Well that's weird, because it seemed to me like it's the thing that everyone's using, but I guess I was wrong.
WinterSnowfall: Most Linux distributions these days, including popular ones like Ubuntu and Mint, offer live images (.iso) you can burn to a DVD or USB stick and then use to boot the OS. Live images will provide you with a working environment which you can test drive against your machine's hardware, for one, before actually installing anything, but also make for great utility/recovery tools.
Well I really don't need recovery or any of that - I simply need to erase the hard drive about 10 different ways, until there's nothing that anyone could possibly pull from it, and then reinstall Windows afterwards (so no, I can't simply
destroy the drive).
WinterSnowfall: Shred, which I've mentioned earlier, is a Linux command line utility for secure data erasing that I switched to after having similar problems with DBAN (which I've also used for many years prior to 2016). Due to the nature of POSIX systems (UNIX/LINUX), where essentially everything is represented as a file, you can use it to securely delete an actual file or more, a partition or an entire disk (including its partition table) depending on the provided target path. /dev/sdx (where x can be a,b,c etc) is the usual path to a serial device, like a hard drive or USB stick.
That sounds good, but does it really wipe and scrub it very well, or does it just set all of the data to 0? And you say you used DBAN all the way until 2016, but my computer was made in 2013, so it
should be good for that, unless you were using an older computer than that in 2016.
WinterSnowfall: If you're not familiar with Linux though, this whole thing can be quite a trip. I'm sure there are simpler software solutions you can use in Windows, but I'm not really familiar with what's out there. The only one I can remotely recommend is
Eraser, but it only operates on files and optionally the free space within partitions, so it can't wipe disks in their entirety.
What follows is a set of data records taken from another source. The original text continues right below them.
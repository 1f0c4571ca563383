//! Core data model: Plan, Task, worker ledger records, assignments, and the
//! message types that flow worker -> queue -> integrator -> record store.

use std::collections::HashMap;

use serde::{Deserialize, Serialize};

/// `stress_type` — Rps is rate-driven, Concurrency is fixed-worker-driven.
#[derive(Debug, Clone, Copy, PartialEq, Eq, Serialize, Deserialize)]
#[serde(rename_all = "snake_case")]
pub enum StressType {
    Rps,
    Concurrency,
}

/// `stress_mode` — Constant is flat, Step is a piecewise-flat ramp.
#[derive(Debug, Clone, Copy, PartialEq, Eq, Serialize, Deserialize)]
#[serde(rename_all = "snake_case")]
pub enum StressMode {
    Constant,
    Step,
}

#[derive(Debug, Clone, Copy, PartialEq, Eq, Serialize, Deserialize)]
#[serde(rename_all = "snake_case")]
pub enum PlanStatus {
    Doing,
    Done,
    Stop,
}

#[derive(Debug, Clone, Copy, PartialEq, Eq, Serialize, Deserialize)]
#[serde(rename_all = "snake_case")]
pub enum TaskStatus {
    Doing,
    Done,
}

#[derive(Debug, Clone, Copy, PartialEq, Eq, Serialize, Deserialize)]
#[serde(rename_all = "snake_case")]
pub enum HttpMethod {
    Get,
    Post,
    Put,
    Delete,
}

impl HttpMethod {
    pub fn as_str(&self) -> &'static str {
        match self {
            HttpMethod::Get => "GET",
            HttpMethod::Post => "POST",
            HttpMethod::Put => "PUT",
            HttpMethod::Delete => "DELETE",
        }
    }
}

/// Transport-level flags carried on a Task, mirroring the admission RPC's
/// `options[]` set.
#[derive(Debug, Clone, Copy, Default, PartialEq, Eq, Serialize, Deserialize)]
pub struct TransportFlags {
    pub disable_compression: bool,
    pub disable_keep_alive: bool,
    pub disable_redirects: bool,
    pub enable_h2: bool,
}

/// A single HTTP target within a Plan.
#[derive(Debug, Clone, Serialize, Deserialize)]
pub struct Task {
    pub task_id: i64,
    pub plan_id: i64,
    pub name: String,
    pub url: String,
    pub method: HttpMethod,
    pub headers: HashMap<String, String>,
    pub query: Vec<(String, String)>,
    pub body: Option<serde_json::Value>,
    pub timeout_secs: u32,
    pub max_connections: u32,
    pub flags: TransportFlags,
    pub proxy: Option<String>,
    pub max_body_size: Option<u64>,
    /// Base load number. Rps: requests/sec. Concurrency: worker count.
    pub num: u64,
    /// Step mode only.
    pub max_num: Option<u64>,
    pub step_num: Option<u64>,
    pub dynamic_param_script: Option<String>,
    pub response_check_script: Option<String>,
}

impl Task {
    /// `Task.Nums[intervalLen]`, the per-interval ramp schedule derived from
    /// `{Num, StepNum, MaxNum}`. Constant mode has a single interval equal to
    /// `Num`.
    pub fn step_schedule(&self, interval_len: usize) -> Vec<u64> {
        let mut nums = Vec::with_capacity(interval_len);
        let mut start = self.num;
        let step = self.step_num.unwrap_or(0);
        let max = self.max_num.unwrap_or(self.num);
        for _ in 0..interval_len {
            nums.push(start);
            start = (start + step).min(max);
        }
        nums
    }
}

/// A user-submitted load test: a duration, a load shape, and its Tasks.
#[derive(Debug, Clone, Serialize, Deserialize)]
pub struct Plan {
    pub plan_id: i64,
    pub user_id: i64,
    pub name: String,
    pub stress_type: StressType,
    pub stress_mode: StressMode,
    /// Seconds. Converted from minutes exactly once, at admission.
    pub stress_time: u64,
    /// Seconds; used only in Step mode.
    pub step_interval_time: u64,
    pub tasks: Vec<Task>,
}

impl Plan {
    /// `intervalLen`. Constant mode is always one interval spanning the
    /// whole run; Step mode is `ceil(D/S)`.
    pub fn interval_len(&self) -> u32 {
        match self.stress_mode {
            StressMode::Constant => 1,
            StressMode::Step => {
                let d = self.stress_time.max(1);
                let s = self.step_interval_time.max(1);
                ((d + s - 1) / s) as u32
            }
        }
    }

    /// The effective step interval: `D` itself in Constant mode (the whole
    /// run is one interval), `S` in Step mode.
    pub fn effective_step_interval(&self) -> u64 {
        match self.stress_mode {
            StressMode::Constant => self.stress_time,
            StressMode::Step => self.step_interval_time,
        }
    }
}

/// A worker's registry entry, joined with its advertised capacity.
#[derive(Debug, Clone, Serialize, Deserialize)]
pub struct ServiceInstance {
    pub name: String,
    pub address: String,
    pub metadata: HashMap<String, String>,
}

impl ServiceInstance {
    pub fn max_rps_num(&self) -> u64 {
        self.metadata
            .get("max_rps_num")
            .and_then(|v| v.parse().ok())
            .unwrap_or(0)
    }

    pub fn max_concurrency_num(&self) -> u64 {
        self.metadata
            .get("max_concurrency_num")
            .and_then(|v| v.parse().ok())
            .unwrap_or(0)
    }
}

/// The authoritative per-worker record in the cost ledger, mutated only by
/// compare-and-swap.
#[derive(Debug, Clone, PartialEq, Serialize, Deserialize)]
pub struct NodeCost {
    pub addr: String,
    pub rps_quota: u64,
    pub goroutine_quota: u64,
    pub rps_cost: u64,
    pub goroutine_cost: u64,
    pub running_task_count: u64,
}

impl NodeCost {
    pub fn new_empty(addr: impl Into<String>, rps_quota: u64, goroutine_quota: u64) -> Self {
        Self {
            addr: addr.into(),
            rps_quota,
            goroutine_quota,
            rps_cost: 0,
            goroutine_cost: 0,
            running_task_count: 0,
        }
    }

    pub fn is_rps_pinned(&self) -> bool {
        self.rps_cost > 0
    }

    pub fn is_goroutine_pinned(&self) -> bool {
        self.goroutine_cost > 0
    }
}

/// Per-task, per-worker binding produced by placement.
#[derive(Debug, Clone, Serialize, Deserialize)]
pub struct BindNode {
    pub worker_addr: String,
    pub base_num: u64,
    pub per_interval_nums: Vec<u64>,
}

/// The full outcome of placing one Task across the worker pool.
#[derive(Debug, Clone, Serialize, Deserialize)]
pub struct Assignment {
    pub task_id: i64,
    pub binds: Vec<BindNode>,
}

impl Assignment {
    pub fn total_base_num(&self) -> u64 {
        self.binds.iter().map(|b| b.base_num).sum()
    }

    pub fn interval_totals(&self, interval_len: usize) -> Vec<u64> {
        let mut totals = vec![0u64; interval_len];
        for bind in &self.binds {
            for (i, n) in bind.per_interval_nums.iter().enumerate() {
                if i < totals.len() {
                    totals[i] += n;
                }
            }
        }
        totals
    }
}

/// One HTTP response observation on a worker.
#[derive(Debug, Clone, Serialize, Deserialize)]
pub struct LiveResult {
    pub timestamp: u64,
    pub duration_ms: u64,
    pub status_code: Option<u16>,
    pub response_length: u64,
    pub err_string: Option<String>,
    pub body_check_result: Option<String>,
    pub stop: bool,
}

/// Time-bucketed counts produced by workers and drained by the integrator.
#[derive(Debug, Clone, Default, Serialize, Deserialize)]
pub struct Aggregate {
    pub plan_id: i64,
    pub task_id: i64,
    pub interval: u32,
    pub timestamp: u64,
    pub total_num: u64,
    pub total_response_content_length: u64,
    pub duration_map: HashMap<u64, u64>,
    pub status_map: HashMap<u16, u64>,
    pub error_map: HashMap<String, u64>,
    pub body_check_result_map: HashMap<String, u64>,
    pub stop: bool,
}

impl Aggregate {
    pub fn new(plan_id: i64, task_id: i64, interval: u32, timestamp: u64) -> Self {
        Self {
            plan_id,
            task_id,
            interval,
            timestamp,
            ..Default::default()
        }
    }

    pub fn record(&mut self, result: &LiveResult) {
        self.total_num += 1;
        self.total_response_content_length += result.response_length;
        *self.duration_map.entry(result.duration_ms).or_insert(0) += 1;
        if let Some(code) = result.status_code {
            *self.status_map.entry(code).or_insert(0) += 1;
        }
        if let Some(err) = &result.err_string {
            *self.error_map.entry(err.clone()).or_insert(0) += 1;
        }
        if let Some(tag) = &result.body_check_result {
            *self.body_check_result_map.entry(tag.clone()).or_insert(0) += 1;
        }
        self.stop = self.stop || result.stop;
    }

    pub fn merge(&mut self, other: &Aggregate) {
        self.total_num += other.total_num;
        self.total_response_content_length += other.total_response_content_length;
        for (k, v) in &other.duration_map {
            *self.duration_map.entry(*k).or_insert(0) += v;
        }
        for (k, v) in &other.status_map {
            *self.status_map.entry(*k).or_insert(0) += v;
        }
        for (k, v) in &other.error_map {
            *self.error_map.entry(k.clone()).or_insert(0) += v;
        }
        for (k, v) in &other.body_check_result_map {
            *self.body_check_result_map.entry(k.clone()).or_insert(0) += v;
        }
        self.stop = self.stop || other.stop;
    }
}

/// Durable row for a Plan.
#[derive(Debug, Clone, Serialize, Deserialize)]
pub struct PlanRecord {
    pub plan_id: i64,
    pub user_id: i64,
    pub name: String,
    pub status: PlanStatus,
    pub create_time: i64,
}

/// Durable row for a Task, including the integrator's computed summaries
/// once status flips to Done.
#[derive(Debug, Clone, Serialize, Deserialize)]
pub struct TaskRecord {
    pub task_id: i64,
    pub plan_id: i64,
    pub url: String,
    pub status: TaskStatus,
    pub stat_ext: Option<serde_json::Value>,
    pub create_time: i64,
}

#[cfg(test)]
mod tests {
    use super::*;

    fn task(num: u64, max_num: Option<u64>, step_num: Option<u64>) -> Task {
        Task {
            task_id: 1,
            plan_id: 1,
            name: "t".into(),
            url: "http://echo/ok".into(),
            method: HttpMethod::Get,
            headers: HashMap::new(),
            query: vec![],
            body: None,
            timeout_secs: 2,
            max_connections: 10,
            flags: TransportFlags::default(),
            proxy: None,
            max_body_size: None,
            num,
            max_num,
            step_num,
            dynamic_param_script: None,
            response_check_script: None,
        }
    }

    #[test]
    fn constant_step_schedule_is_flat() {
        let t = task(10, None, None);
        assert_eq!(t.step_schedule(1), vec![10]);
    }

    #[test]
    fn step_schedule_ramps_and_caps_at_max() {
        let t = task(10, Some(30), Some(10));
        assert_eq!(t.step_schedule(3), vec![10, 20, 30]);
        // one more interval than the plan's interval_len still caps at max
        assert_eq!(t.step_schedule(4), vec![10, 20, 30, 30]);
    }

    #[test]
    fn interval_len_constant_is_one() {
        let plan = Plan {
            plan_id: 1,
            user_id: 1,
            name: "p".into(),
            stress_type: StressType::Rps,
            stress_mode: StressMode::Constant,
            stress_time: 60,
            step_interval_time: 0,
            tasks: vec![],
        };
        assert_eq!(plan.interval_len(), 1);
        assert_eq!(plan.effective_step_interval(), 60);
    }

    #[test]
    fn interval_len_step_ceils() {
        let plan = Plan {
            plan_id: 1,
            user_id: 1,
            name: "p".into(),
            stress_type: StressType::Rps,
            stress_mode: StressMode::Step,
            stress_time: 180,
            step_interval_time: 60,
            tasks: vec![],
        };
        assert_eq!(plan.interval_len(), 3);

        let plan2 = Plan {
            stress_time: 181,
            ..plan
        };
        assert_eq!(plan2.interval_len(), 4);
    }

    #[test]
    fn aggregate_merge_sums_maps() {
        let mut a = Aggregate::new(1, 1, 0, 100);
        a.record(&LiveResult {
            timestamp: 100,
            duration_ms: 5,
            status_code: Some(200),
            response_length: 10,
            err_string: None,
            body_check_result: None,
            stop: false,
        });
        let mut b = Aggregate::new(1, 1, 0, 100);
        b.record(&LiveResult {
            timestamp: 100,
            duration_ms: 5,
            status_code: Some(200),
            response_length: 20,
            err_string: None,
            body_check_result: None,
            stop: true,
        });
        a.merge(&b);
        assert_eq!(a.total_num, 2);
        assert_eq!(a.duration_map[&5], 2);
        assert_eq!(a.status_map[&200], 2);
        assert!(a.stop);
    }

    #[test]
    fn assignment_interval_totals_sum_across_binds() {
        let assignment = Assignment {
            task_id: 1,
            binds: vec![
                BindNode {
                    worker_addr: "a".into(),
                    base_num: 50,
                    per_interval_nums: vec![5, 10, 15],
                },
                BindNode {
                    worker_addr: "b".into(),
                    base_num: 30,
                    per_interval_nums: vec![3, 6, 9],
                },
            ],
        };
        assert_eq!(assignment.total_base_num(), 80);
        assert_eq!(assignment.interval_totals(3), vec![8, 16, 24]);
    }
}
Well I absolutely need to erase the whole hard drive with the operating system on it. I'm
vaguely familiar with Linux but it's been many years since I used it and I'm not really sure how to do much at all.
WinterSnowfall: P.S.: One last thing, as a word of warning: doing this on an SSD is pretty much useless and will only wear it out without guaranteeing the secure erase of your data. These kind of utilities are only useful for traditional mechanical hard drives.
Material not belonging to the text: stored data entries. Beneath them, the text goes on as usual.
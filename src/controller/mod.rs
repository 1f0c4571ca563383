//! Admission and placement: the controller subsystem (§4.1).

pub mod admission;
pub mod http;
pub mod placement;

pub use admission::{AdmissionError, Controller};
pub use http::AdminApi;
pub use placement::{place_task, PlacedTask};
Well I have a traditional drive, but out of curiosity, why doesn't it work on an SSD (you do mean solid state drive, right?). When I had first heard about them I was led to believe that they work almost like RAM, except that they persist when the computer is off. But RAM is incredibly easy to erase, just by changing the data, and there's no trace of what it may have been
before, so I would think that solid state would be the same way. Or do I entirely misunderstand what solid state is, and if so, how does it actually work, if you know?